Dataset entries:
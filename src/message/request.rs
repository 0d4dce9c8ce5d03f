//! Outbound config requests.
//!
//! Every request targets a path on the configuration service and carries the
//! bucket credentials used for its `Authorization` header. Requests are
//! immutable once built and shared (`Arc`) between the correlator queue and
//! the responses that refer back to them.
//!
//! # Example
//!
//! ```
//! use configwire_client::message::{ConfigRequest, RequestKind};
//!
//! let request = ConfigRequest::bucket_streaming("travel-sample", "secret");
//! assert_eq!(request.kind(), RequestKind::BucketStreaming);
//! assert_eq!(request.path(), "/pools/default/bs/travel-sample");
//!
//! let unknown = ConfigRequest::from_kind("compact", "/x", "b", "p");
//! assert!(unknown.is_err());
//! ```

use std::fmt;
use std::str::FromStr;

use serde::{Deserialize, Serialize};

use crate::codec::Method;
use crate::error::ConfigError;

/// The closed set of config request kinds.
#[derive(Debug, Clone, Copy, PartialEq, Eq, Hash, Serialize, Deserialize)]
#[serde(rename_all = "snake_case")]
pub enum RequestKind {
    /// Fetch a bucket's current config.
    BucketConfig,
    /// Subscribe to the live bucket config stream.
    BucketStreaming,
    /// Flush a bucket.
    Flush,
    /// Fetch a bucket's design documents.
    GetDesignDocuments,
}

impl RequestKind {
    /// HTTP method used to send this kind of request.
    pub fn method(&self) -> Method {
        match self {
            RequestKind::BucketConfig
            | RequestKind::BucketStreaming
            | RequestKind::GetDesignDocuments => Method::Get,
            RequestKind::Flush => Method::Post,
        }
    }

    /// Standard service path for this kind of request against `bucket`.
    pub fn default_path(&self, bucket: &str) -> String {
        match self {
            RequestKind::BucketConfig => format!("/pools/default/buckets/{}", bucket),
            RequestKind::BucketStreaming => format!("/pools/default/bs/{}", bucket),
            RequestKind::Flush => {
                format!("/pools/default/buckets/{}/controller/doFlush", bucket)
            }
            RequestKind::GetDesignDocuments => format!("/pools/default/buckets/{}/ddocs", bucket),
        }
    }

    /// Canonical textual name.
    pub fn as_str(&self) -> &'static str {
        match self {
            RequestKind::BucketConfig => "bucket_config",
            RequestKind::BucketStreaming => "bucket_streaming",
            RequestKind::Flush => "flush",
            RequestKind::GetDesignDocuments => "get_design_documents",
        }
    }

    /// Check if replies to this kind stay open as a config stream.
    #[inline]
    pub fn is_streaming(&self) -> bool {
        matches!(self, RequestKind::BucketStreaming)
    }
}

impl fmt::Display for RequestKind {
    fn fmt(&self, f: &mut fmt::Formatter<'_>) -> fmt::Result {
        f.write_str(self.as_str())
    }
}

impl FromStr for RequestKind {
    type Err = ConfigError;

    fn from_str(s: &str) -> Result<Self, Self::Err> {
        match s {
            "bucket_config" => Ok(RequestKind::BucketConfig),
            "bucket_streaming" => Ok(RequestKind::BucketStreaming),
            "flush" => Ok(RequestKind::Flush),
            "get_design_documents" => Ok(RequestKind::GetDesignDocuments),
            other => Err(ConfigError::UnknownRequestKind(other.to_string())),
        }
    }
}

/// An outstanding config request.
#[derive(Debug, Clone, PartialEq, Eq, Serialize, Deserialize)]
pub struct ConfigRequest {
    kind: RequestKind,
    path: String,
    bucket: String,
    password: String,
}

impl ConfigRequest {
    /// Create a request with an explicit path.
    pub fn new(
        kind: RequestKind,
        path: impl Into<String>,
        bucket: impl Into<String>,
        password: impl Into<String>,
    ) -> Self {
        Self {
            kind,
            path: path.into(),
            bucket: bucket.into(),
            password: password.into(),
        }
    }

    /// Create a request from a textual kind.
    ///
    /// # Errors
    ///
    /// Returns [`ConfigError::UnknownRequestKind`] if `kind` names no request kind.
    pub fn from_kind(
        kind: &str,
        path: impl Into<String>,
        bucket: impl Into<String>,
        password: impl Into<String>,
    ) -> Result<Self, ConfigError> {
        Ok(Self::new(kind.parse()?, path, bucket, password))
    }

    /// Create a request for `bucket` at the kind's standard path.
    pub fn for_bucket(kind: RequestKind, bucket: &str, password: impl Into<String>) -> Self {
        Self::new(kind, kind.default_path(bucket), bucket, password)
    }

    /// Fetch the bucket's config.
    pub fn bucket_config(bucket: &str, password: impl Into<String>) -> Self {
        Self::for_bucket(RequestKind::BucketConfig, bucket, password)
    }

    /// Subscribe to the bucket's config stream.
    pub fn bucket_streaming(bucket: &str, password: impl Into<String>) -> Self {
        Self::for_bucket(RequestKind::BucketStreaming, bucket, password)
    }

    /// Flush the bucket.
    pub fn flush(bucket: &str, password: impl Into<String>) -> Self {
        Self::for_bucket(RequestKind::Flush, bucket, password)
    }

    /// Fetch the bucket's design documents.
    pub fn design_documents(bucket: &str, password: impl Into<String>) -> Self {
        Self::for_bucket(RequestKind::GetDesignDocuments, bucket, password)
    }

    #[inline]
    pub fn kind(&self) -> RequestKind {
        self.kind
    }

    #[inline]
    pub fn path(&self) -> &str {
        &self.path
    }

    #[inline]
    pub fn bucket(&self) -> &str {
        &self.bucket
    }

    #[inline]
    pub fn password(&self) -> &str {
        &self.password
    }
}

#[cfg(test)]
mod tests {
    use super::*;

    #[test]
    fn test_methods_by_kind() {
        assert_eq!(RequestKind::BucketConfig.method(), Method::Get);
        assert_eq!(RequestKind::BucketStreaming.method(), Method::Get);
        assert_eq!(RequestKind::GetDesignDocuments.method(), Method::Get);
        assert_eq!(RequestKind::Flush.method(), Method::Post);
    }

    #[test]
    fn test_standard_paths() {
        assert_eq!(
            ConfigRequest::bucket_config("default", "").path(),
            "/pools/default/buckets/default"
        );
        assert_eq!(
            ConfigRequest::bucket_streaming("default", "").path(),
            "/pools/default/bs/default"
        );
        assert_eq!(
            ConfigRequest::flush("default", "").path(),
            "/pools/default/buckets/default/controller/doFlush"
        );
        assert_eq!(
            ConfigRequest::design_documents("default", "").path(),
            "/pools/default/buckets/default/ddocs"
        );
    }

    #[test]
    fn test_kind_round_trips_through_name() {
        for kind in [
            RequestKind::BucketConfig,
            RequestKind::BucketStreaming,
            RequestKind::Flush,
            RequestKind::GetDesignDocuments,
        ] {
            assert_eq!(kind.as_str().parse::<RequestKind>().unwrap(), kind);
        }
    }

    #[test]
    fn test_unknown_kind_rejected() {
        let err = ConfigRequest::from_kind("compact_bucket", "/x", "b", "p").unwrap_err();
        assert!(matches!(err, ConfigError::UnknownRequestKind(ref k) if k == "compact_bucket"));
        assert!(err.to_string().contains("compact_bucket"));
    }

    #[test]
    fn test_from_kind_keeps_fields() {
        let request = ConfigRequest::from_kind("flush", "/custom", "beer", "pw").unwrap();
        assert_eq!(request.kind(), RequestKind::Flush);
        assert_eq!(request.path(), "/custom");
        assert_eq!(request.bucket(), "beer");
        assert_eq!(request.password(), "pw");
    }

    #[test]
    fn test_only_bucket_streaming_is_streaming() {
        assert!(RequestKind::BucketStreaming.is_streaming());
        assert!(!RequestKind::BucketConfig.is_streaming());
        assert!(!RequestKind::Flush.is_streaming());
        assert!(!RequestKind::GetDesignDocuments.is_streaming());
    }
}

## [What the task requires]
Nothing should be left out: return all of the records exactly.

## [Result of the exercise]
filename src/message/request.rs
repository 0d4dce9c8ce5d03f
//! Outbound config requests.
//!
//! Every request targets a path on the configuration service and carries the
//! bucket credentials used for its `Authorization` header. Requests are
//! immutable once built and shared (`Arc`) between the correlator queue and
//! the responses that refer back to them.
//!
//! # Example
//!
//! ```
//! use configwire_client::message::{ConfigRequest, RequestKind};
//!
//! let request = ConfigRequest::bucket_streaming("travel-sample", "secret");
//! assert_eq!(request.kind(), RequestKind::BucketStreaming);
//! assert_eq!(request.path(), "/pools/default/bs/travel-sample");
//!
//! let unknown = ConfigRequest::from_kind("compact", "/x", "b", "p");
//! assert!(unknown.is_err());
//! ```

use std::fmt;
use std::str::FromStr;

use serde::{Deserialize, Serialize};

use crate::codec::Method;
use crate::error::ConfigError;

/// The closed set of config request kinds.
#[derive(Debug, Clone, Copy, PartialEq, Eq, Hash, Serialize, Deserialize)]
#[serde(rename_all = "snake_case")]
pub enum RequestKind {
    /// Fetch a bucket's current config.
    BucketConfig,
    /// Subscribe to the live bucket config stream.
    BucketStreaming,
    /// Flush a bucket.
    Flush,
    /// Fetch a bucket's design documents.
    GetDesignDocuments,
}

impl RequestKind {
    /// HTTP method used to send this kind of request.
    pub fn method(&self) -> Method {
        match self {
            RequestKind::BucketConfig
            | RequestKind::BucketStreaming
            | RequestKind::GetDesignDocuments => Method::Get,
            RequestKind::Flush => Method::Post,
        }
    }

    /// Standard service path for this kind of request against `bucket`.
    pub fn default_path(&self, bucket: &str) -> String {
        match self {
            RequestKind::BucketConfig => format!("/pools/default/buckets/{}", bucket),
            RequestKind::BucketStreaming => format!("/pools/default/bs/{}", bucket),
            RequestKind::Flush => {
                format!("/pools/default/buckets/{}/controller/doFlush", bucket)
            }
            RequestKind::GetDesignDocuments => format!("/pools/default/buckets/{}/ddocs", bucket),
        }
    }

    /// Canonical textual name.
    pub fn as_str(&self) -> &'static str {
        match self {
            RequestKind::BucketConfig => "bucket_config",
            RequestKind::BucketStreaming => "bucket_streaming",
            RequestKind::Flush => "flush",
            RequestKind::GetDesignDocuments => "get_design_documents",
        }
    }

    /// Check if replies to this kind stay open as a config stream.
    #[inline]
    pub fn is_streaming(&self) -> bool {
        matches!(self, RequestKind::BucketStreaming)
    }
}

impl fmt::Display for RequestKind {
    fn fmt(&self, f: &mut fmt::Formatter<'_>) -> fmt::Result {
        f.write_str(self.as_str())
    }
}

impl FromStr for RequestKind {
    type Err = ConfigError;

    fn from_str(s: &str) -> Result<Self, Self::Err> {
        match s {
            "bucket_config" => Ok(RequestKind::BucketConfig),
            "bucket_streaming" => Ok(RequestKind::BucketStreaming),
            "flush" => Ok(RequestKind::Flush),
            "get_design_documents" => Ok(RequestKind::GetDesignDocuments),
            other => Err(ConfigError::UnknownRequestKind(other.to_string())),
        }
    }
}

/// An outstanding config request.
#[derive(Debug, Clone, PartialEq, Eq, Serialize, Deserialize)]
pub struct ConfigRequest {
    kind: RequestKind,
    path: String,
    bucket: String,
    password: String,
}

impl ConfigRequest {
    /// Create a request with an explicit path.
    pub fn new(
        kind: RequestKind,
        path: impl Into<String>,
        bucket: impl Into<String>,
        password: impl Into<String>,
    ) -> Self {
        Self {
            kind,
            path: path.into(),
            bucket: bucket.into(),
            password: password.into(),
        }
    }

    /// Create a request from a textual kind.
    ///
    /// # Errors
    ///
    /// Returns [`ConfigError::UnknownRequestKind`] if `kind` names no request kind.
    pub fn from_kind(
        kind: &str,
        path: impl Into<String>,
        bucket: impl Into<String>,
        password: impl Into<String>,
    ) -> Result<Self, ConfigError> {
        Ok(Self::new(kind.parse()?, path, bucket, password))
    }

    /// Create a request for `bucket` at the kind's standard path.
    pub fn for_bucket(kind: RequestKind, bucket: &str, password: impl Into<String>) -> Self {
        Self::new(kind, kind.default_path(bucket), bucket, password)
    }

    /// Fetch the bucket's config.
    pub fn bucket_config(bucket: &str, password: impl Into<String>) -> Self {
        Self::for_bucket(RequestKind::BucketConfig, bucket, password)
    }

    /// Subscribe to the bucket's config stream.
    pub fn bucket_streaming(bucket: &str, password: impl Into<String>) -> Self {
        Self::for_bucket(RequestKind::BucketStreaming, bucket, password)
    }

    /// Flush the bucket.
    pub fn flush(bucket: &str, password: impl Into<String>) -> Self {
        Self::for_bucket(RequestKind::Flush, bucket, password)
    }

    /// Fetch the bucket's design documents.
    pub fn design_documents(bucket: &str, password: impl Into<String>) -> Self {
        Self::for_bucket(RequestKind::GetDesignDocuments, bucket, password)
    }

    #[inline]
    pub fn kind(&self) -> RequestKind {
        self.kind
    }

    #[inline]
    pub fn path(&self) -> &str {
        &self.path
    }

    #[inline]
    pub fn bucket(&self) -> &str {
        &self.bucket
    }

    #[inline]
    pub fn password(&self) -> &str {
        &self.password
    }
}

#[cfg(test)]
mod tests {
    use super::*;

    #[test]
    fn test_methods_by_kind() {
        assert_eq!(RequestKind::BucketConfig.method(), Method::Get);
        assert_eq!(RequestKind::BucketStreaming.method(), Method::Get);
        assert_eq!(RequestKind::GetDesignDocuments.method(), Method::Get);
        assert_eq!(RequestKind::Flush.method(), Method::Post);
    }

    #[test]
    fn test_standard_paths() {
        assert_eq!(
            ConfigRequest::bucket_config("default", "").path(),
            "/pools/default/buckets/default"
        );
        assert_eq!(
            ConfigRequest::bucket_streaming("default", "").path(),
            "/pools/default/bs/default"
        );
        assert_eq!(
            ConfigRequest::flush("default", "").path(),
            "/pools/default/buckets/default/controller/doFlush"
        );
        assert_eq!(
            ConfigRequest::design_documents("default", "").path(),
            "/pools/default/buckets/default/ddocs"
        );
    }

    #[test]
    fn test_kind_round_trips_through_name() {
        for kind in [
            RequestKind::BucketConfig,
            RequestKind::BucketStreaming,
            RequestKind::Flush,
            RequestKind::GetDesignDocuments,
        ] {
            assert_eq!(kind.as_str().parse::<RequestKind>().unwrap(), kind);
        }
    }

    #[test]
    fn test_unknown_kind_rejected() {
        let err = ConfigRequest::from_kind("compact_bucket", "/x", "b", "p").unwrap_err();
        assert!(matches!(err, ConfigError::UnknownRequestKind(ref k) if k == "compact_bucket"));
        assert!(err.to_string().contains("compact_bucket"));
    }

    #[test]
    fn test_from_kind_keeps_fields() {
        let request = ConfigRequest::from_kind("flush", "/custom", "beer", "pw").unwrap();
        assert_eq!(request.kind(), RequestKind::Flush);
        assert_eq!(request.path(), "/custom");
        assert_eq!(request.bucket(), "beer");
        assert_eq!(request.password(), "pw");
    }

    #[test]
    fn test_only_bucket_streaming_is_streaming() {
        assert!(RequestKind::BucketStreaming.is_streaming());
        assert!(!RequestKind::BucketConfig.is_streaming());
        assert!(!RequestKind::Flush.is_streaming());
        assert!(!RequestKind::GetDesignDocuments.is_streaming());
    }
}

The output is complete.